Tuesday, March 11, 2014
Emotional Roller Coaster... Only Heaven Can stop
I have been an emotional rollercoaster for days now....up and down...right and left...black and blue... to say the least but I finally feel calm after a ton of prayers and eventually ending in my lack of patience and getting angry... However heavenly Father waits for me to calm down before he sends me comfort and reasoning. I'm certain because when I am angry he knows as well as anyone there is no reasoning haha. Just as a parent waits on a frustrated toddler having a mid day break down. The Lord, my Heavenly Father waits for me to calm down and when I am calm again he comforts me and I can see how great this mess of mine really is in the big picture. I know I am never alone as I have recently blogged about that and my knowledge God is never far... However I tend to freak out when I can't just feel him there and know everything's going to be okay... I think sometimes the teacher has to be silent for the test... we are meant to feel our emotions good and bad they can't always be great and wonderful for what would we ever learn? I am thankful for the patience my father in heaven never seems to run out of... He is my rock when I am weak and forgetful in this case.

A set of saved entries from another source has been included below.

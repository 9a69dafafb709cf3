use std::fs::File;
use std::io::Write;
use std::path::Path;

use tempfile::TempDir;
use zip::ZipWriter;
use zip::write::SimpleFileOptions;

use super::*;
use crate::classfile::test_fixtures::ClassBuilder;
use crate::config::DEFAULT_OUTPUT_ERROR_LIMIT;
use crate::context::RecordingReporter;

const MANIFEST: &str = "Manifest-Version: 1.0\r\n\
Main-Class: com.example.Main\r\n\
Created-By: test\r\n\
\r\n\
Name: com/example/\r\n\
Sealed: true\r\n\
\r\n";

enum Item<'a> {
    Dir(&'a str),
    File(&'a str, Vec<u8>),
}

fn class(name: &str, major: u16) -> Vec<u8> {
    ClassBuilder::new(name).major(major).build()
}

fn write_jar(path: &Path, items: Vec<Item<'_>>) {
    let mut writer = ZipWriter::new(File::create(path).unwrap());
    let options = SimpleFileOptions::default();
    for item in items {
        match item {
            Item::Dir(name) => writer.add_directory(name, options).unwrap(),
            Item::File(name, bytes) => {
                writer.start_file(name, options).unwrap();
                writer.write_all(&bytes).unwrap();
            }
        }
    }
    writer.finish().unwrap();
}

fn sample_jar(dir: &Path) -> PathBuf {
    let path = dir.join("app.jar");
    write_jar(
        &path,
        vec![
            Item::Dir("META-INF/"),
            Item::File("META-INF/MANIFEST.MF", MANIFEST.as_bytes().to_vec()),
            Item::File("META-INF/versions/9/module-info.class", class("module-info", 0x35)),
            Item::Dir("com/example/"),
            Item::File("com/example/Main.class", class("com/example/Main", 0x34)),
            Item::File("com/example/api/Service.class", class("com/example/api/Service", 0x34)),
            Item::File(
                "com/example/api/ServiceTest.class",
                class("com/example/api/ServiceTest", 0x37),
            ),
            Item::File("config/app.properties", b"key=value\n".to_vec()),
        ],
    );
    path
}

fn options(archive: &Path, config: JarConfig) -> JarOptions {
    JarOptions::from_config(&JarConfig {
        archive: Some(archive.to_path_buf()),
        ..config
    })
    .unwrap()
}

fn run(options: &JarOptions) -> (JarSummary, RecordingReporter) {
    let reporter = RecordingReporter::new();
    let summary =
        check_archive(options, Box::new(reporter.clone()), &AtomicBool::new(false)).unwrap();
    (summary, reporter)
}

// =============================================================================
// Option decoding
// =============================================================================

#[test]
fn archive_must_be_defined() {
    let result = JarOptions::from_config(&JarConfig::default());
    assert!(matches!(result, Err(MetaCheckerError::Config(_))));
}

#[test]
fn broken_pattern_is_rejected() {
    let result = JarOptions::from_config(&JarConfig {
        archive: Some(PathBuf::from("app.jar")),
        unexpected: vec!["**/[abc.txt".into()],
        ..JarConfig::default()
    });
    assert!(matches!(result, Err(MetaCheckerError::InvalidPattern { .. })));
}

#[test]
fn cli_overrides_extend_lists() {
    let mut config = JarConfig {
        archive: Some(PathBuf::from("old.jar")),
        expected: vec!["**/Main.class".into()],
        ..JarConfig::default()
    };
    let args = JarArgs {
        archive: Some(PathBuf::from("new.jar")),
        expected: vec!["**/*.properties".into()],
        manifest_has_not: vec!["Class-Path".into()],
        limit_illegal_versions: Some(5),
        ..JarArgs::default()
    };
    apply_jar_overrides(&mut config, &args);

    assert_eq!(config.archive, Some(PathBuf::from("new.jar")));
    assert_eq!(config.expected, vec!["**/Main.class", "**/*.properties"]);
    assert_eq!(config.manifest_has_not, vec!["Class-Path"]);
    assert_eq!(config.limit_illegal_class_version_errors, 5);
    assert_eq!(config.limit_output_errors, DEFAULT_OUTPUT_ERROR_LIMIT);
}

#[test]
fn class_names_come_from_entry_paths() {
    assert_eq!(class_name_of("com/example/Main.class"), "com.example.Main");
    assert_eq!(class_name_of("Root.CLASS"), "Root");
}

// =============================================================================
// Archive runs
// =============================================================================

#[test]
fn missing_archive_is_an_error() {
    let temp_dir = TempDir::new().unwrap();
    let options = options(&temp_dir.path().join("absent.jar"), JarConfig::default());
    let err = check_archive(&options, Box::new(RecordingReporter::new()), &AtomicBool::new(false))
        .unwrap_err();
    assert!(err.to_string().contains("Can't find archive file: "));
}

#[test]
fn plain_archive_passes() {
    let temp_dir = TempDir::new().unwrap();
    let jar = sample_jar(temp_dir.path());

    let (summary, reporter) = run(&options(&jar, JarConfig::default()));
    assert_eq!(summary.processed_classes, 3);
    assert_eq!(summary.max_major_version, Some(0x37));
    assert_eq!(summary.illegal_class_versions, 0);
    assert!(summary.passed());
    assert!(reporter.records().is_empty());
}

#[test]
fn version_violations_name_the_class() {
    let temp_dir = TempDir::new().unwrap();
    let jar = sample_jar(temp_dir.path());

    let (summary, reporter) = run(&options(
        &jar,
        JarConfig {
            restrict_class_format: Some("<=8".into()),
            ..JarConfig::default()
        },
    ));
    assert_eq!(summary.illegal_class_versions, 1);
    assert_eq!(summary.errors, 1);
    assert_eq!(
        reporter.messages(Severity::Error),
        vec!["Detected class version violation 11.0 : com.example.api.ServiceTest"]
    );
}

#[test]
fn include_and_exclude_select_classes() {
    let temp_dir = TempDir::new().unwrap();
    let jar = sample_jar(temp_dir.path());

    let (summary, _) = run(&options(
        &jar,
        JarConfig {
            restrict_class_format: Some("8".into()),
            include: vec!["com/example/api/".into()],
            exclude: vec!["**/*Test.class".into()],
            ..JarConfig::default()
        },
    ));
    assert_eq!(summary.processed_classes, 1);
    assert_eq!(summary.max_major_version, Some(0x34));
    assert!(summary.passed());
}

#[test]
fn expected_resources() {
    let temp_dir = TempDir::new().unwrap();
    let jar = sample_jar(temp_dir.path());

    let (summary, reporter) = run(&options(
        &jar,
        JarConfig {
            expected: vec!["**/Main.class".into(), "**/*.xml".into()],
            ..JarConfig::default()
        },
    ));
    assert_eq!(summary.errors, 1);
    assert_eq!(
        reporter.messages(Severity::Info),
        vec!["Contains com/example/Main.class (pattern: **/Main.class)"]
    );
    assert_eq!(
        reporter.messages(Severity::Error),
        vec!["Can't find resource for pattern: **/*.xml"]
    );
}

#[test]
fn unexpected_resource_counts_hit_and_pattern() {
    let temp_dir = TempDir::new().unwrap();
    let jar = sample_jar(temp_dir.path());

    let (summary, reporter) = run(&options(
        &jar,
        JarConfig {
            unexpected: vec!["config/*.properties".into(), "**/*.kt".into()],
            ..JarConfig::default()
        },
    ));
    assert_eq!(summary.errors, 2);
    assert_eq!(
        reporter.messages(Severity::Error),
        vec![
            "Detected unexpected config/app.properties (pattern: config/*.properties)",
            "Detected unexpected resource for pattern: config/*.properties",
        ]
    );
}

#[test]
fn manifest_keys() {
    let temp_dir = TempDir::new().unwrap();
    let jar = sample_jar(temp_dir.path());

    let (summary, reporter) = run(&options(
        &jar,
        JarConfig {
            manifest_has: vec!["main-class".into(), "com/example/".into(), "Class-Path".into()],
            manifest_has_not: vec!["Created-By".into(), "Sealed".into()],
            ..JarConfig::default()
        },
    ));
    assert_eq!(summary.errors, 2);
    assert_eq!(
        reporter.messages(Severity::Error),
        vec![
            "Can't find key 'Class-Path' in MANIFEST.MF",
            "Detected key 'Created-By' in MANIFEST.MF",
        ]
    );
}

#[test]
fn missing_manifest_is_one_error() {
    let temp_dir = TempDir::new().unwrap();
    let jar = temp_dir.path().join("bare.jar");
    write_jar(&jar, vec![Item::File("A.class", class("A", 0x34))]);

    let (summary, reporter) = run(&options(
        &jar,
        JarConfig {
            manifest_has: vec!["Main-Class".into()],
            ..JarConfig::default()
        },
    ));
    assert_eq!(summary.errors, 1);
    assert_eq!(summary.processed_classes, 1);
    assert_eq!(
        reporter.messages(Severity::Error),
        vec!["Java can't find MANIFEST.MF in the archive"]
    );
}

#[test]
fn output_limit_keeps_counting() {
    let temp_dir = TempDir::new().unwrap();
    let jar = sample_jar(temp_dir.path());

    let (summary, reporter) = run(&options(
        &jar,
        JarConfig {
            expected: vec!["a/**".into(), "b/**".into(), "c/**".into()],
            limit_output_errors: 1,
            ..JarConfig::default()
        },
    ));
    assert_eq!(summary.errors, 3);
    assert_eq!(reporter.messages(Severity::Error).len(), 1);
}

#[test]
fn illegal_version_limit() {
    let temp_dir = TempDir::new().unwrap();
    let jar = temp_dir.path().join("new.jar");
    write_jar(
        &jar,
        vec![
            Item::File("A.class", class("A", 0x37)),
            Item::File("B.class", class("B", 0x3D)),
            Item::File("C.class", class("C", 0x99)),
        ],
    );

    let (summary, reporter) = run(&options(
        &jar,
        JarConfig {
            restrict_class_format: Some("<9".into()),
            limit_illegal_class_version_errors: 1,
            ..JarConfig::default()
        },
    ));
    assert_eq!(summary.illegal_class_versions, 3);
    assert_eq!(summary.errors, 3);
    assert_eq!(summary.max_major_version, Some(0x99));
    assert_eq!(
        reporter.messages(Severity::Error),
        vec!["Detected class version violation 11.0 : A"]
    );
}

#[test]
fn unreadable_class_header_stops_the_run() {
    let temp_dir = TempDir::new().unwrap();
    let jar = temp_dir.path().join("broken.jar");
    write_jar(&jar, vec![Item::File("Broken.class", b"nope".to_vec())]);

    let err = check_archive(
        &options(&jar, JarConfig::default()),
        Box::new(RecordingReporter::new()),
        &AtomicBool::new(false),
    )
    .unwrap_err();
    assert!(matches!(&err, MetaCheckerError::ClassFormat(message) if message.contains("Broken.class")));
}

#[test]
fn interrupted_run_reads_no_entries() {
    let temp_dir = TempDir::new().unwrap();
    let jar = sample_jar(temp_dir.path());

    let summary = check_archive(
        &options(&jar, JarConfig::default()),
        Box::new(RecordingReporter::new()),
        &AtomicBool::new(true),
    )
    .unwrap();
    assert_eq!(summary.processed_classes, 0);
    assert_eq!(summary.max_major_version, None);
}
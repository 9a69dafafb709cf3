use std::sync::{Arc, Mutex, PoisonError};

#[derive(Debug, Clone, Copy, PartialEq, Eq, PartialOrd, Ord, Hash)]
pub enum Severity {
    Info,
    Warning,
    Error,
}

/// Sink for check findings.
pub trait Reporter {
    fn report(&mut self, severity: Severity, message: &str);
}

/// Forwards findings to `tracing`.
#[derive(Debug, Default, Clone, Copy)]
pub struct TracingReporter;

impl Reporter for TracingReporter {
    fn report(&mut self, severity: Severity, message: &str) {
        match severity {
            Severity::Info => tracing::info!("{message}"),
            Severity::Warning => tracing::warn!("{message}"),
            Severity::Error => tracing::error!("{message}"),
        }
    }
}

/// Keeps findings in memory; clones share the same record list.
#[derive(Debug, Default, Clone)]
pub struct RecordingReporter {
    records: Arc<Mutex<Vec<(Severity, String)>>>,
}

impl RecordingReporter {
    #[must_use]
    pub fn new() -> Self {
        Self::default()
    }

    #[must_use]
    pub fn records(&self) -> Vec<(Severity, String)> {
        self.records
            .lock()
            .unwrap_or_else(PoisonError::into_inner)
            .clone()
    }

    /// Messages reported with the given severity.
    #[must_use]
    pub fn messages(&self, severity: Severity) -> Vec<String> {
        self.records()
            .into_iter()
            .filter(|(s, _)| *s == severity)
            .map(|(_, message)| message)
            .collect()
    }
}

impl Reporter for RecordingReporter {
    fn report(&mut self, severity: Severity, message: &str) {
        self.records
            .lock()
            .unwrap_or_else(PoisonError::into_inner)
            .push((severity, message.to_string()));
    }
}
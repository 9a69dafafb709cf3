use crate::classfile::Annotation;
use crate::context::{CheckContext, ElementKind, Target};
use crate::error::Result;

use super::{AnnotationProcessor, MetaAnnotation};

/// `@PureFunction`: a pure function has to return something.
#[derive(Debug, Default, Clone, Copy)]
pub struct PureFunctionProcessor;

impl AnnotationProcessor for PureFunctionProcessor {
    fn kind(&self) -> MetaAnnotation {
        MetaAnnotation::PureFunction
    }

    fn process(
        &self,
        context: &mut CheckContext,
        target: &Target<'_>,
        _annotation: &Annotation,
    ) -> Result<usize> {
        if target.kind == ElementKind::Method
            && target
                .method_info()
                .is_some_and(|method| method.return_type().is_void())
        {
            context.error("pure function without result", Some(target));
        }
        Ok(1)
    }
}
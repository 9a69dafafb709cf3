//! `*`/`?` wildcard masks for canonical class names.

use std::fmt::Write as _;

use regex::Regex;

use crate::error::Result;

/// Convert a wildcard mask into an anchored regular expression.
///
/// `*` matches any run of characters, `?` one character and a space any
/// whitespace character. Everything else is matched literally through a
/// Unicode escape.
#[must_use]
pub fn escape_wildcard_to_pattern(text: &str) -> String {
    let mut result = String::with_capacity(text.len() * 6 + 2);
    result.push('^');
    for c in text.chars() {
        match c {
            ' ' => result.push_str("\\s"),
            '*' => result.push_str(".*?"),
            '?' => result.push('.'),
            c if u32::from(c) <= 0xFFFF => {
                let _ = write!(result, "\\u{:04X}", u32::from(c));
            }
            c => {
                let _ = write!(result, "\\U{{{:X}}}", u32::from(c));
            }
        }
    }
    result.push('$');
    result
}

/// Compiled set of class name masks.
#[derive(Debug, Clone, Default)]
pub struct ClassNameMatcher {
    patterns: Vec<Regex>,
}

impl ClassNameMatcher {
    /// # Errors
    /// Returns an error if a mask produces an invalid expression.
    pub fn new<S: AsRef<str>>(masks: &[S]) -> Result<Self> {
        let patterns = masks
            .iter()
            .map(|mask| Regex::new(&escape_wildcard_to_pattern(mask.as_ref())))
            .collect::<std::result::Result<Vec<_>, _>>()?;
        Ok(Self { patterns })
    }

    #[must_use]
    pub fn is_empty(&self) -> bool {
        self.patterns.is_empty()
    }

    /// True when any mask matches the whole canonical class name.
    #[must_use]
    pub fn matches(&self, class_name: &str) -> bool {
        self.patterns.iter().any(|p| p.is_match(class_name))
    }
}

#[cfg(test)]
#[path = "wildcard_tests.rs"]
mod tests;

Even when things don't make sense to us it will be okay... after my tantrum as I would call it and being angry about my sufferings and being ill with no answers as of now as to why....and being so young it is just not fair...I was reminded of Emma Smith and how she had to endure so much in her life time and how strong she was with god by her side and her faith unshakeable. How she never seemed to have an "ordinary day" (I'm sure you have seen that video, if not I'll post a link at the bottom) I want to be that way I want to be strong even with all these crazy things going on... I can choose to be strong and full of faith...trust in god Chelle it will be okay! This is who I am going to use as my example right now to get through this hard time I am encountering...Emma Smith.